You can't do better than Mullen for an introduction.
However, you can do nearly as well if you read Stephen Gill's introduction to the Oxford paperback classics. His essay is shorter than Mullen's (Mullen gets room by having two columns per page), but he makes a few of the same points and some others as well. Gill argues that it's not true that Trollope has no style. Trollope's style has slow-moving subtle psychological rhythms which allow us to move inside the minds of the characters and their individual worlds; the narrative style of the book as a whole is a great sustaining achievement which holds everything up, keeps it going, and blends it. Gill quotes apposite passages which show this. Gill is slick and says that another remarkable thing about this style is it helps Trollope to persuade us "his 'neutral- tinted view of humanity' is a true one". Gill does not say he thinks it is true; he says Trollope has persuaded readers it is.

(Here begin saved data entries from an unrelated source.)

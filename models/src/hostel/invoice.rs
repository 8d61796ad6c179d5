// models/src/hostel/invoice.rs

use chrono::{DateTime, NaiveDate, Utc};
use serde::{Deserialize, Serialize};

use super::{new_id, optional, positive, required};
use crate::errors::{HostelError, HostelResult};

#[derive(Debug, Clone, Copy, Default, PartialEq, Eq, Hash, Serialize, Deserialize)]
pub enum InvoiceStatus {
    #[default]
    Pending,
    Paid,
    Overdue,
}

#[derive(Debug, Clone, Copy, Default, PartialEq, Eq, Serialize, Deserialize)]
pub enum PaymentMethod {
    Cash,
    Card,
    #[serde(rename = "UPI")]
    Upi,
    PayPal,
    #[default]
    Manual,
}

/// A single billing-period charge tied to a resident and room.
#[derive(Debug, Clone, PartialEq, Serialize, Deserialize)]
#[serde(rename_all = "camelCase")]
pub struct Invoice {
    pub id: String,
    pub invoice_no: String,
    pub resident_name: String,
    pub room_number: String,
    pub amount: f64,
    pub month: String,
    pub status: InvoiceStatus,
    pub method: Option<PaymentMethod>,
    pub due_date: Option<NaiveDate>,
    pub paid_on: Option<DateTime<Utc>>,
    pub payment_ref: Option<String>,
    pub notes: Option<String>,
    pub created_at: DateTime<Utc>,
}

#[derive(Debug, Clone, Default, Deserialize)]
#[serde(rename_all = "camelCase")]
pub struct NewInvoice {
    #[serde(default)]
    pub resident_name: String,
    #[serde(default)]
    pub room_number: String,
    pub amount: Option<f64>,
    #[serde(default)]
    pub month: String,
    pub status: Option<InvoiceStatus>,
    pub method: Option<PaymentMethod>,
    pub due_date: Option<NaiveDate>,
    pub paid_on: Option<DateTime<Utc>>,
    pub invoice_no: Option<String>,
    pub notes: Option<String>,
}

#[derive(Debug, Clone, Default, Deserialize)]
#[serde(rename_all = "camelCase")]
pub struct InvoiceUpdate {
    pub resident_name: Option<String>,
    pub room_number: Option<String>,
    pub amount: Option<f64>,
    pub month: Option<String>,
    pub status: Option<InvoiceStatus>,
    pub method: Option<PaymentMethod>,
    pub due_date: Option<NaiveDate>,
    pub notes: Option<String>,
}

impl Invoice {
    /// Builds an invoice; `invoice_no` is the caller-resolved unique number.
    pub fn from_new(new_invoice: NewInvoice, invoice_no: String, now: DateTime<Utc>) -> HostelResult<Self> {
        let mut invoice = Invoice {
            id: new_id(),
            invoice_no: required("invoiceNo", &invoice_no)?,
            resident_name: required("residentName", &new_invoice.resident_name)?,
            room_number: required("roomNumber", &new_invoice.room_number)?,
            amount: positive("amount", new_invoice.amount)?,
            month: required("month", &new_invoice.month)?,
            status: new_invoice.status.unwrap_or_default(),
            method: new_invoice.method,
            due_date: new_invoice.due_date,
            paid_on: None,
            payment_ref: None,
            notes: optional(new_invoice.notes),
            created_at: now,
        };
        if invoice.status == InvoiceStatus::Paid {
            invoice.paid_on = Some(new_invoice.paid_on.unwrap_or(now));
        }
        Ok(invoice)
    }

    pub fn is_paid(&self) -> bool {
        self.status == InvoiceStatus::Paid
    }

    /// Paid invoices are frozen against edit and delete.
    pub fn ensure_mutable(&self) -> HostelResult<()> {
        if self.is_paid() {
            return Err(HostelError::conflict(format!(
                "invoice {} is paid and can no longer be modified",
                self.invoice_no
            )));
        }
        Ok(())
    }

    pub fn mark_paid(
        &mut self,
        method: PaymentMethod,
        reference: Option<String>,
        now: DateTime<Utc>,
    ) -> HostelResult<()> {
        if self.is_paid() {
            return Err(HostelError::conflict(format!("invoice {} is already paid", self.invoice_no)));
        }
        self.status = InvoiceStatus::Paid;
        self.paid_on = Some(now);
        self.method = Some(method);
        self.payment_ref = optional(reference);
        Ok(())
    }

    pub fn apply_update(&mut self, update: InvoiceUpdate, now: DateTime<Utc>) -> HostelResult<()> {
        self.ensure_mutable()?;

        if let Some(name) = update.resident_name {
            self.resident_name = required("residentName", &name)?;
        }
        if let Some(room) = update.room_number {
            self.room_number = required("roomNumber", &room)?;
        }
        if let Some(amount) = update.amount {
            self.amount = positive("amount", Some(amount))?;
        }
        if let Some(month) = update.month {
            self.month = required("month", &month)?;
        }
        if let Some(due_date) = update.due_date {
            self.due_date = Some(due_date);
        }
        if update.notes.is_some() {
            self.notes = optional(update.notes);
        }
        if update.method.is_some() {
            self.method = update.method;
        }
        match update.status {
            Some(InvoiceStatus::Paid) => {
                let method = self.method.unwrap_or_default();
                self.mark_paid(method, None, now)?;
            }
            Some(status) => self.status = status,
            None => {}
        }
        Ok(())
    }

    /// Read-time view: a pending invoice past its due date reports as overdue.
    pub fn evaluated(mut self, today: NaiveDate) -> Self {
        if self.status == InvoiceStatus::Pending && self.due_date.is_some_and(|due| due < today) {
            self.status = InvoiceStatus::Overdue;
        }
        self
    }
}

How brilliantly does Trollope deal with marriage in this and other books, says Gill, and its deepest moments of empathy and patience. He agrees with apRoberts and Mullen that the novel is centrally about the 'lonely ordeal' of Crawley and his 'isolation', but points out how it is set in a world in which all others are connected -- or at least most others. Gill goes over the denouement of Mrs Proudie's story and Mr Harding's funeral simply by quoting a few of the great passages.
Like the others he highlights Crawley's staged encounter with the Proudies which Crawley wins, and its repeat with Dr Temple whose refusal to participate finally rouses the Bishop to refuse to be bullied and manipulated by Mrs Proudie any longer. I love both these scenes. They are as important and a more unusual lesson in the ethics of human intercourse than you will ever find in any novel anywhere. Yes Trollope's portrayal of an interlocking community is important and qualifies and colours our response to these scenes as we shut the book, but the moments remain. Private life and personal integrity of a high kind as necessary for individual survival and sanity is vindicated. Gills ends on Bunce, a beautiful, indeed haunting moment at the close of the book. Perhaps here Trollope's a little makes up for the classism of his caricatures of the old men in the first book of the series The Warden.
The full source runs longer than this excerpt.